As global energy consumption surges, exacerbating environmental degradation and climate concerns, the acceleration of energy system reform has become critical for achieving carbon emission reductions [1]. IES address this challenge by mitigating the limitations of conventional siloed planning and operation across multiple energy domains—including electricity, heating, cooling, gas, and hydrogen. Through coordinated optimization and cross-energy integration, IES enable more sustainable, secure, and cost-effective energy usage. Their growth significantly contributes to enhancing the uptake of RES, which in turn helps curtail overall fossil fuel dependence and carbon emission [2]. Currently, extensive research worldwide focuses on key aspects of IES, such as the collaborative scheduling of multiple energy units, environmentally friendly economic dispatch strategies, demand-side flexibility assessment, and strategies for mitigating uncertainties in RES output and load prediction [3].
Carbon trading has gained widespread recognition as a highly effective policy tool for curbing greenhouse gas emissions [4]. Prior research, such as that in [5,6], explores the cost-efficient and low-emission operation of IES under carbon trading frameworks, indicating that such approaches contribute both to emission mitigation and operational savings. In [7], a wind power-integrated system is examined with an embedded carbon market, where its influence on conventional dispatch strategies is assessed. A comparative study in [8] evaluates the performance differences between flat-rate and ladder-type carbon pricing models, focusing on their respective impacts on system cost-efficiency and emission levels. The study in [9] incorporates a ladder-type carbon pricing strategy into the long-term planning of IES, yielding a significant reduction in total emissions. Likewise, Ref. [10] integrates carbon trading into centralized scheduling of electricity-gas-thermal systems, validating through simulation that applying a ladder-type pricing scheme enhances the effectiveness of low-carbon economic dispatch. These studies confirm that the integration of carbon trading mechanisms into IES is effective for promoting low-carbon and cost-efficient operations, and that ladder-type carbon pricing generally demonstrates superior performance in emission reduction. However, most existing works treat carbon trading as a linear cost term, which fails to capture the progressive nature of marginal carbon pricing under real-world policy frameworks, thereby weakening the emission-reduction incentive. In contrast, the ladder-type carbon trading mechanism introduces ladder-type pricing across predefined emission intervals, aligning more closely with the structural characteristics of actual carbon markets. This not only helps maintain economic efficiency but also enhances the driving force for carbon mitigation. Building upon a multi-device coordinated optimization model for IES, this paper introduces a segmented, ladder-type carbon pricing mechanism. This study allows differentiated constraints on carbon emissions while improving the model’s adaptability to various policy scenarios. As a result, it more accurately reflects how emission reduction targets influence system operation strategies and offers higher practical value and policy relevance.
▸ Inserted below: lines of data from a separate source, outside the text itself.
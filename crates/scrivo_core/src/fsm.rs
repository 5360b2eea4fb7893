//! State machine runtime
//!
//! Flat state machines keyed by `(state, event)`. Native text widget families
//! differ in how they report editing sessions; each family is built as its own
//! machine from the same transition table, differing only in entry actions.

use rustc_hash::FxHashMap;
use smallvec::SmallVec;

/// Identifier for a state within a state machine
pub type StateId = u32;

/// Identifier for an event type
pub type EventId = u32;

/// Action run when a state is entered
pub type EntryAction = Box<dyn FnMut() + Send>;

/// Builder for creating state machines
pub struct StateMachineBuilder {
    initial_state: StateId,
    transitions: FxHashMap<(StateId, EventId), StateId>,
    entry_actions: FxHashMap<StateId, SmallVec<[EntryAction; 1]>>,
}

impl StateMachineBuilder {
    pub fn new(initial_state: StateId) -> Self {
        Self {
            initial_state,
            transitions: FxHashMap::default(),
            entry_actions: FxHashMap::default(),
        }
    }

    /// Move from `from` to `to` when `event` arrives; a later call for the
    /// same `(from, event)` replaces the earlier target
    pub fn on(mut self, from: StateId, event: EventId, to: StateId) -> Self {
        self.transitions.insert((from, event), to);
        self
    }

    /// Run `action` every time `state` is entered through a transition
    pub fn on_enter<F: FnMut() + Send + 'static>(mut self, state: StateId, action: F) -> Self {
        self.entry_actions
            .entry(state)
            .or_default()
            .push(Box::new(action));
        self
    }

    pub fn build(self) -> StateMachine {
        StateMachine {
            current_state: self.initial_state,
            transitions: self.transitions,
            entry_actions: self.entry_actions,
        }
    }
}

/// A state machine instance
pub struct StateMachine {
    current_state: StateId,
    transitions: FxHashMap<(StateId, EventId), StateId>,
    entry_actions: FxHashMap<StateId, SmallVec<[EntryAction; 1]>>,
}

impl StateMachine {
    pub fn builder(initial_state: StateId) -> StateMachineBuilder {
        StateMachineBuilder::new(initial_state)
    }

    pub fn current_state(&self) -> StateId {
        self.current_state
    }

    pub fn is_in(&self, state: StateId) -> bool {
        self.current_state == state
    }

    /// Send an event, returning the new state if a transition happened
    ///
    /// Events with no transition from the current state are ignored.
    pub fn send(&mut self, event: EventId) -> Option<StateId> {
        let from = self.current_state;
        let to = *self.transitions.get(&(from, event))?;

        self.current_state = to;
        tracing::trace!("fsm: {} --{}--> {}", from, event, to);

        if let Some(actions) = self.entry_actions.get_mut(&to) {
            for action in actions.iter_mut() {
                action();
            }
        }

        Some(to)
    }
}
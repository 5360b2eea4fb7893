//! Scrivo Core Runtime
//!
//! Foundational primitives for the Scrivo text view:
//!
//! - **Bindings**: two-way references to externally owned state
//! - **Environment**: ambient values supplied by the enclosing UI context
//! - **Main queue**: deferral of work to the next UI event-loop iteration
//! - **State machines**: per-family editing-session states
//! - **Style values**: colors, fonts, insets
//!
//! # Example
//!
//! ```rust
//! use scrivo_core::{Binding, MainQueue};
//!
//! let text = Binding::new(String::new());
//! let queue = MainQueue::new();
//!
//! let deferred = text.clone();
//! queue.schedule(move || deferred.set("later".to_string()));
//! assert_eq!(text.get(), "");
//!
//! queue.run_next_iteration();
//! assert_eq!(text.get(), "later");
//! ```

pub mod binding;
pub mod environment;
pub mod error;
pub mod events;
pub mod fsm;
pub mod queue;
pub mod style;

pub use binding::{dirty_flag, Binding, DirtyFlag};
pub use environment::{Environment, EnvironmentKey};
pub use error::{Result, ScrivoError};
pub use events::{event_types, EventType};
pub use fsm::{EventId, StateId, StateMachine};
pub use queue::{MainQueue, TaskId};
pub use style::{Color, EdgeInsets, Font, FontFamily, FontWeight, LineBreakMode, SemanticColor};
//! The content a text view edits

use std::fmt;

use scrivo_core::binding::Binding;

use crate::rich_text::RichText;

/// Either a plain-string binding or an attributed-text binding, never both
#[derive(Clone)]
pub enum TextContent {
    Plain(Binding<String>),
    Attributed(Binding<RichText>),
}

impl TextContent {
    /// Whether the bound value has no characters
    pub fn is_empty(&self) -> bool {
        match self {
            TextContent::Plain(binding) => binding.get().is_empty(),
            TextContent::Attributed(binding) => binding.get().is_empty(),
        }
    }

    pub fn is_attributed(&self) -> bool {
        matches!(self, TextContent::Attributed(_))
    }

    /// Whether writes through the binding are rejected
    pub fn is_constant(&self) -> bool {
        match self {
            TextContent::Plain(binding) => binding.is_constant(),
            TextContent::Attributed(binding) => binding.is_constant(),
        }
    }
}

impl fmt::Debug for TextContent {
    fn fmt(&self, f: &mut fmt::Formatter<'_>) -> fmt::Result {
        match self {
            TextContent::Plain(binding) => f.debug_tuple("Plain").field(binding).finish(),
            TextContent::Attributed(binding) => {
                f.debug_tuple("Attributed").field(binding).finish()
            }
        }
    }
}

#[cfg(test)]
mod tests {
    use super::*;

    #[test]
    fn test_plain_emptiness() {
        let binding = Binding::new(String::new());
        let content = TextContent::Plain(binding.clone());

        assert!(content.is_empty());
        binding.set("x".to_string());
        assert!(!content.is_empty());
        assert!(!content.is_attributed());
    }

    #[test]
    fn test_attributed_emptiness_uses_plain_projection() {
        let content = TextContent::Attributed(Binding::constant(RichText::new("")));
        assert!(content.is_empty());
        assert!(content.is_constant());

        let content = TextContent::Attributed(Binding::constant(RichText::new("hi")));
        assert!(!content.is_empty());
        assert!(content.is_attributed());
    }
}
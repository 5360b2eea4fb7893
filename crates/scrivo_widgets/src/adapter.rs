//! Native widget adapter
//!
//! The adapter owns one native widget for the lifetime of a mounted text view
//! and reconciles it against each render's configuration, content and
//! environment. Reconciliation runs in a fixed order:
//!
//! 1. snapshot the cursor offset (before content is touched)
//! 2. interaction flags (editable, selectable, scrolling)
//! 3. layout (preferred width, line limit, insets)
//! 4. text, font, color and paragraph style
//! 5. restore the cursor offset
//! 6. keyboard presentation
//! 7. focus, deferred to the next main-queue iteration
//!
//! Focus is decided when the deferred task runs, not when it is scheduled.
//! Each render only records its intent; the task reads the latest one, so
//! several renders inside one iteration resolve to the last of them.

use std::sync::{Arc, Mutex, MutexGuard, PoisonError, Weak};

use scrivo_core::environment::Environment;
use scrivo_core::error::Result;
use scrivo_core::queue::{MainQueue, TaskId};

use crate::configuration::TextViewConfiguration;
use crate::content::TextContent;
use crate::coordinator::TextViewCoordinator;
use crate::native::{NativeTextWidget, TextWidgetFactory, TextWidgetObserver, WidgetFamily};
use crate::paragraph::{ParagraphSpacingEnvironment, ParagraphStyle};
use crate::rich_text::{RichText, TextAttributes};

/// Native widget shared with deferred focus tasks
pub type SharedTextWidget = Arc<Mutex<Box<dyn NativeTextWidget>>>;

#[derive(Clone, Copy, Debug, PartialEq, Eq)]
enum FocusRequest {
    Become,
    Resign,
}

/// Focus wanted by the most recent render
#[derive(Clone, Copy, Debug, Default)]
struct FocusIntent {
    /// Initial focus requested at mount and not yet applied
    initial: bool,
    requested: Option<bool>,
    enabled: bool,
}

impl FocusIntent {
    fn request(&self, focused: bool) -> Option<FocusRequest> {
        match self.requested {
            Some(true) if !focused && self.enabled => Some(FocusRequest::Become),
            Some(false) if focused => Some(FocusRequest::Resign),
            Some(_) => None,
            None if self.initial && !focused && self.enabled => Some(FocusRequest::Become),
            None => None,
        }
    }
}

type SharedFocusIntent = Arc<Mutex<FocusIntent>>;

fn lock_intent(intent: &SharedFocusIntent) -> MutexGuard<'_, FocusIntent> {
    intent.lock().unwrap_or_else(PoisonError::into_inner)
}

/// Keeps one native widget consistent with the latest render
pub struct TextViewAdapter {
    widget: SharedTextWidget,
    coordinator: Arc<TextViewCoordinator>,
    queue: MainQueue,
    focus_intent: SharedFocusIntent,
    /// At most one focus task waits on the queue at a time
    pending_focus: Option<TaskId>,
}

impl TextViewAdapter {
    /// Create the native widget and run the first reconciliation
    pub fn mount(
        factory: &dyn TextWidgetFactory,
        family: WidgetFamily,
        configuration: &TextViewConfiguration,
        content: &TextContent,
        env: &Environment,
        queue: MainQueue,
    ) -> Result<Self> {
        let mut widget = factory.make_widget(family)?;
        let coordinator = Arc::new(TextViewCoordinator::new(
            family,
            configuration.clone(),
            content.clone(),
        ));
        let observer: Arc<dyn TextWidgetObserver> = coordinator.clone();
        widget.set_observer(Some(observer));

        tracing::debug!("Mounted {:?} text widget", family);

        let focus_intent = FocusIntent {
            initial: configuration.is_initial_first_responder == Some(true),
            ..Default::default()
        };

        let mut adapter = Self {
            widget: Arc::new(Mutex::new(widget)),
            coordinator,
            queue,
            focus_intent: Arc::new(Mutex::new(focus_intent)),
            pending_focus: None,
        };

        adapter.reconcile(configuration, content, env);

        // Initial focus is considered once, at creation
        if adapter.pending_focus.is_none() {
            lock_intent(&adapter.focus_intent).initial = false;
        }

        Ok(adapter)
    }

    fn lock_widget(&self) -> MutexGuard<'_, Box<dyn NativeTextWidget>> {
        self.widget.lock().unwrap_or_else(PoisonError::into_inner)
    }

    /// Bring the native widget in line with a new render
    pub fn reconcile(
        &mut self,
        configuration: &TextViewConfiguration,
        content: &TextContent,
        env: &Environment,
    ) {
        self.coordinator
            .refresh(configuration.clone(), content.clone());

        {
            let mut guard = self.lock_widget();
            let widget: &mut dyn NativeTextWidget = &mut **guard;

            let cursor = widget.selected_range().map(|range| range.start);

            apply_interaction(widget, configuration, content, env);
            apply_layout(widget, configuration, env);
            apply_text(widget, configuration, content, env);

            if let Some(offset) = cursor {
                restore_cursor(widget, offset);
            }

            apply_keyboard(widget, configuration);
        }

        self.reconcile_focus(configuration, env);
    }

    fn reconcile_focus(&mut self, configuration: &TextViewConfiguration, env: &Environment) {
        {
            let mut intent = lock_intent(&self.focus_intent);
            intent.requested = configuration.is_first_responder;
            intent.enabled = env.is_enabled;
        }

        if let Some(id) = self.pending_focus {
            if self.queue.is_pending(id) {
                tracing::trace!("Focus task already pending, intent updated");
                return;
            }
            self.pending_focus = None;
        }

        let focused = self.lock_widget().is_first_responder();
        let request = lock_intent(&self.focus_intent).request(focused);
        if let Some(request) = request {
            self.schedule_focus(request);
        }
    }

    fn schedule_focus(&mut self, request: FocusRequest) {
        let widget: Weak<Mutex<Box<dyn NativeTextWidget>>> = Arc::downgrade(&self.widget);
        let intent = Arc::clone(&self.focus_intent);

        let id = self.queue.schedule(move || {
            let Some(widget) = widget.upgrade() else {
                tracing::trace!("Skipping focus task: text view unmounted");
                return;
            };
            let mut widget = widget.lock().unwrap_or_else(PoisonError::into_inner);

            // Decide against the latest render and the widget's focus right now
            let request = {
                let mut intent = lock_intent(&intent);
                let request = intent.request(widget.is_first_responder());
                intent.initial = false;
                request
            };

            match request {
                Some(FocusRequest::Become) => {
                    widget.become_first_responder();
                }
                Some(FocusRequest::Resign) => {
                    widget.resign_first_responder();
                }
                None => tracing::trace!("Focus already matches the latest render"),
            }
        });

        tracing::debug!("Scheduled focus request {:?}", request);
        self.pending_focus = Some(id);
    }

    /// Run `f` with the native widget
    ///
    /// Must not be called from inside a binding write or text view callback.
    pub fn with_widget<R>(&self, f: impl FnOnce(&mut dyn NativeTextWidget) -> R) -> R {
        let mut guard = self.lock_widget();
        f(&mut **guard)
    }

    /// Run `f` with the native widget downcast to `W`
    pub fn with_widget_as<W, R>(&self, f: impl FnOnce(&mut W) -> R) -> Option<R>
    where
        W: NativeTextWidget + 'static,
    {
        let mut guard = self.lock_widget();
        guard.as_any_mut().downcast_mut::<W>().map(f)
    }

    pub fn coordinator(&self) -> &TextViewCoordinator {
        &self.coordinator
    }

    pub fn family(&self) -> WidgetFamily {
        self.coordinator.family()
    }

    /// Release the native widget now
    pub fn unmount(self) {
        drop(self);
    }
}

impl Drop for TextViewAdapter {
    fn drop(&mut self) {
        self.coordinator.detach();
        if let Some(id) = self.pending_focus.take() {
            self.queue.cancel(id);
        }
        self.lock_widget().set_observer(None);
        tracing::debug!("Unmounted {:?} text widget", self.coordinator.family());
    }
}

// =============================================================================
// Reconciliation steps
// =============================================================================

fn apply_interaction(
    widget: &mut dyn NativeTextWidget,
    configuration: &TextViewConfiguration,
    content: &TextContent,
    env: &Environment,
) {
    // A constant binding rejects writes however the view was built
    let editable = configuration.effective_editable(env.is_enabled) && !content.is_constant();
    tracing::trace!(
        "editable={} (constant={}, enabled={})",
        editable,
        configuration.is_constant || content.is_constant(),
        env.is_enabled
    );
    widget.set_editable(editable);
    widget.set_scroll_enabled(env.is_scroll_enabled);
    widget.set_selectable(configuration.is_selectable);
}

fn apply_layout(
    widget: &mut dyn NativeTextWidget,
    configuration: &TextViewConfiguration,
    env: &Environment,
) {
    if widget.supports_preferred_max_layout_width() {
        widget.set_preferred_max_layout_width(env.preferred_max_layout_width);
    }
    widget.set_maximum_number_of_lines(env.line_limit.unwrap_or(0));
    widget.set_text_container_inset(configuration.text_container_inset);
}

fn apply_text(
    widget: &mut dyn NativeTextWidget,
    configuration: &TextViewConfiguration,
    content: &TextContent,
    env: &Environment,
) {
    let font = configuration.resolve_font(env);
    let color = configuration.resolve_text_color(env);
    let requires_attributes = content.is_attributed() || env.paragraph_spacing().is_some();

    if !requires_attributes {
        if let TextContent::Plain(binding) = content {
            widget.set_text(&binding.get());
            widget.set_font(&font);
            widget.set_text_color(color);
            // Typed text must stay unstyled once attribution is no longer needed
            widget.set_typing_attributes(&TextAttributes::default());
            return;
        }
    }

    let attributes = TextAttributes {
        font: Some(font),
        color: Some(color),
        paragraph: Some(ParagraphStyle::from_environment(env)),
    };

    match content {
        TextContent::Plain(binding) => {
            // Rebuilt every pass; the widget ignores identical content
            widget.set_rich_text(&RichText::styled(binding.get(), attributes.clone()));
        }
        TextContent::Attributed(binding) => {
            let value = binding.get();
            if widget.rich_text() != value {
                tracing::trace!("Attributed content changed externally");
                widget.set_rich_text(&value);
            }
        }
    }

    widget.set_typing_attributes(&attributes);
}

fn restore_cursor(widget: &mut dyn NativeTextWidget, offset: usize) {
    match widget.position_from_offset(offset) {
        Ok(position) => widget.set_selected_range(position..position),
        Err(err) => tracing::trace!("Cursor not restored: {}", err),
    }
}

fn apply_keyboard(widget: &mut dyn NativeTextWidget, configuration: &TextViewConfiguration) {
    if let Some(enabled) = configuration.enables_return_key_automatically {
        widget.set_enables_return_key_automatically(enabled);
    }
    widget.set_keyboard_type(configuration.keyboard_type);
    widget.set_return_key_type(configuration.return_key_type);
    widget.set_autocapitalization(configuration.autocapitalization);
    widget.set_text_content_type(configuration.text_content_type);
}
In recent years, hydrogen energy has gained significant interest and rapid development owing to its high energy conversion efficiency, excellent storage capabilities, and minimal environmental impact. Within IES, P2G serves as the primary approach for hydrogen integration. By transforming excess electrical energy into synthetic methane, P2G strengthens the interconnection between electricity and gas infrastructures while minimizing energy losses associated with multistage conversions [11]. In [12], a collaborative operational strategy combining CHP, P2G, and CCS technologies is proposed, and results indicate that this configuration effectively boosts renewable energy absorption and lowers greenhouse gas emissions. However, most existing studies oversimplify the P2G process as a single-stage gas production mechanism, without explicitly modeling the two key stages—electrolytic hydrogen production (EL) and methanation reaction (MR)—and their respective energy flows. In reality, the P2G process comprises these two distinct stages [13], with the intermediate hydrogen production phase offering higher energy conversion efficiency. Therefore, a refined modeling approach that captures the internal structure of P2G, particularly the energy utilization pathway of intermediate hydrogen, is crucial for enabling efficient and clean use of hydrogen energy. According to Reference [14], the adoption of a two-level P2G system contributes to lowering operational expenditures while enhancing the efficiency of energy utilization. Moreover, Reference [15] integrates two-stage P2G with CCS technology into the IES framework and validates the proposed model in terms of its economic, environmental, and energy-related benefits.
However, merely introducing a two-stage P2G structure still presents limitations, as it routes hydrogen energy exclusively toward methane production. This narrow conversion pathway restricts hydrogen’s flexible use across diverse scenarios and, coupled with multi-stage energy conversion losses, may hinder overall system performance. To address this issue, this study further introduces HFC as a direct utilization route for hydrogen energy. HFC offer advantages such as high efficiency, fast response, and zero emissions, making them particularly suitable for converting surplus renewable energy and supplementing power during peak demand periods. Incorporating HFC not only diversifies hydrogen utilization pathways but also enhances the system’s operational flexibility and comprehensive energy efficiency. Reference [16] highlights that HFC exhibit higher efficiency and significantly lower or even zero emissions compared to internal combustion engines. Reference [17] proposed a hydrogen-based IES under a CCS-P2G framework, demonstrating that the integration of HFC facilitates the efficient utilization of hydrogen. References [18–20] analyzed the inclusion of HFC in IES from multiple dimensions—economic benefits, carbon emissions, and hydrogen utilization—and confirmed that the coordinated operation of HFC and CHP units improves renewable energy absorption, reduces emissions, and increases overall system profit. Nonetheless, the majority of existing research primarily concentrates on the integration of a single energy technology or the interaction between two types of systems, often overlooking comprehensive dispatch strategies that incorporate multiple energy units—such as CHP, P2G, and HFC. As a core platform for enabling multi-energy interaction, the effectiveness of an IES is significantly influenced by how well it synchronizes energy flow and coordinates operations across diverse devices. Consequently, there is a pressing need to establish a unified optimization framework that simultaneously accounts for various energy conversion technologies, with the objective of improving total system efficiency and minimizing operational expenses. Table 1 provides a detailed comparison between this study and the previous relevant studies.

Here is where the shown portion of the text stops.